If you have the symptoms of Irritable Bowel Syndrome, or have been diagnosed with IBS, you probably already know some of the foods that make you suffer. Too much of anything is not a good thing, and the balance of getting easy-to-digest carbs, lean proteins, and healthy fats is a tough challenge when you have an achy gut.
Ten to 20 percent of adults in the U.S. have IBS, and 70 percent of IBS patients are female. Major symptoms include abdominal pain, gas, bloating, diarrhea and constipation. It can be complicated to find the cause, but it is a diagnosis that if worked through, can greatly benefit from an appropriate diet. The problem is that what's “appropriate” for each person varies and can be quite different.
Jill Koegel is a registered dietitian and certified personal trainer based in Omaha. She blogs every Wednesday. Read more from Jill.
Until you have reached conclusions about which foods to avoid and include with your doctor or registered dietitian, there are some foods that can tend to calm down an irritated bowel. Again, results vary, but these are simple to digest foods that can offer a result of less overall inflammation.

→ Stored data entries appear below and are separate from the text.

//! Extractors that reject with `AppError` so every failure body is JSON.
//!
//! Drop-in replacements for axum's `Json`, `Query` and `Path`.

use axum::{
    extract::{FromRequest, FromRequestParts, Request},
    http::request::Parts,
    response::{IntoResponse, Response},
};
use serde::{Serialize, de::DeserializeOwned};

use crate::error::AppError;

#[derive(Debug, Clone, Copy, Default)]
pub struct Json<T>(pub T);

impl<S, T> FromRequest<S> for Json<T>
where
    S: Send + Sync,
    T: DeserializeOwned,
{
    type Rejection = AppError;

    async fn from_request(req: Request, state: &S) -> Result<Self, Self::Rejection> {
        let axum::Json(value) = axum::Json::<T>::from_request(req, state).await?;
        Ok(Json(value))
    }
}

impl<T> std::ops::Deref for Json<T> {
    type Target = T;

    fn deref(&self) -> &Self::Target {
        &self.0
    }
}

impl<T: Serialize> IntoResponse for Json<T> {
    fn into_response(self) -> Response {
        axum::Json(self.0).into_response()
    }
}

#[derive(Debug, Clone, Copy, Default)]
pub struct Query<T>(pub T);

impl<S, T> FromRequestParts<S> for Query<T>
where
    S: Send + Sync,
    T: DeserializeOwned,
{
    type Rejection = AppError;

    async fn from_request_parts(parts: &mut Parts, state: &S) -> Result<Self, Self::Rejection> {
        let axum::extract::Query(value) =
            axum::extract::Query::<T>::from_request_parts(parts, state).await?;
        Ok(Query(value))
    }
}

impl<T> std::ops::Deref for Query<T> {
    type Target = T;

    fn deref(&self) -> &Self::Target {
        &self.0
    }
}

#[derive(Debug, Clone, Copy, Default)]
pub struct Path<T>(pub T);

impl<S, T> FromRequestParts<S> for Path<T>
where
    S: Send + Sync,
    T: DeserializeOwned + Send,
{
    type Rejection = AppError;

    async fn from_request_parts(parts: &mut Parts, state: &S) -> Result<Self, Self::Rejection> {
        let axum::extract::Path(value) =
            axum::extract::Path::<T>::from_request_parts(parts, state).await?;
        Ok(Path(value))
    }
}

impl<T> std::ops::Deref for Path<T> {
    type Target = T;

    fn deref(&self) -> &Self::Target {
        &self.0
    }
}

A food that is often prescribed for a “bland” diet, you can jazz rice up carefully, with seasonings such as the anti-inflammatory turmeric, or eat rice in products that are easy to digest such as rice cakes and/or rice cereals. There are also pastas and bread products made with rice flour, which can offer some variety to an otherwise bland food! My favorite “rice” snack is a brown rice cake with 1 to 2 tablespoons of sunflower seed or almond butter. You can find both of these products at Trader Joe's or Baker's.
Well known for it's anti-inflammatory effects, salmon can provide a satisfying meal that is high in protein and heart healthy oils, to help calm and move the digestive system along. Be careful with seasonings and marinades, depending on your tolerance.
A complete source of essential amino acids, quinoa is considered a staple to many vegetarians because of its nutrient density and proteins. While the number of grams of protein is not exactly high, it does serve as a well-rounded carbohydrate that is easy to digest. If you need it to taste more interesting, flavor cooked quinoa by adding a little olive oil and seasoning with turmeric, cumin, and coriander.
Scientifically, the sweet potato is a cousin to the regular potato, but when speaking of gut sensitivity, the sweet potato is closer to a jicama than it is to a white potato. Compared to other potatoes, the sweet potato offers more value for the bite. The antioxidant effects are plentiful, mostly due to their amazing vitamin A and beta-carotene content. These vitamins provide potent nutrition to fight inflammation in the blood and in the gut.
If you think you have symptoms of irritable bowel syndrome, you should visit your doctor for a complete workup, and start a food diary to notate your intake and symptoms.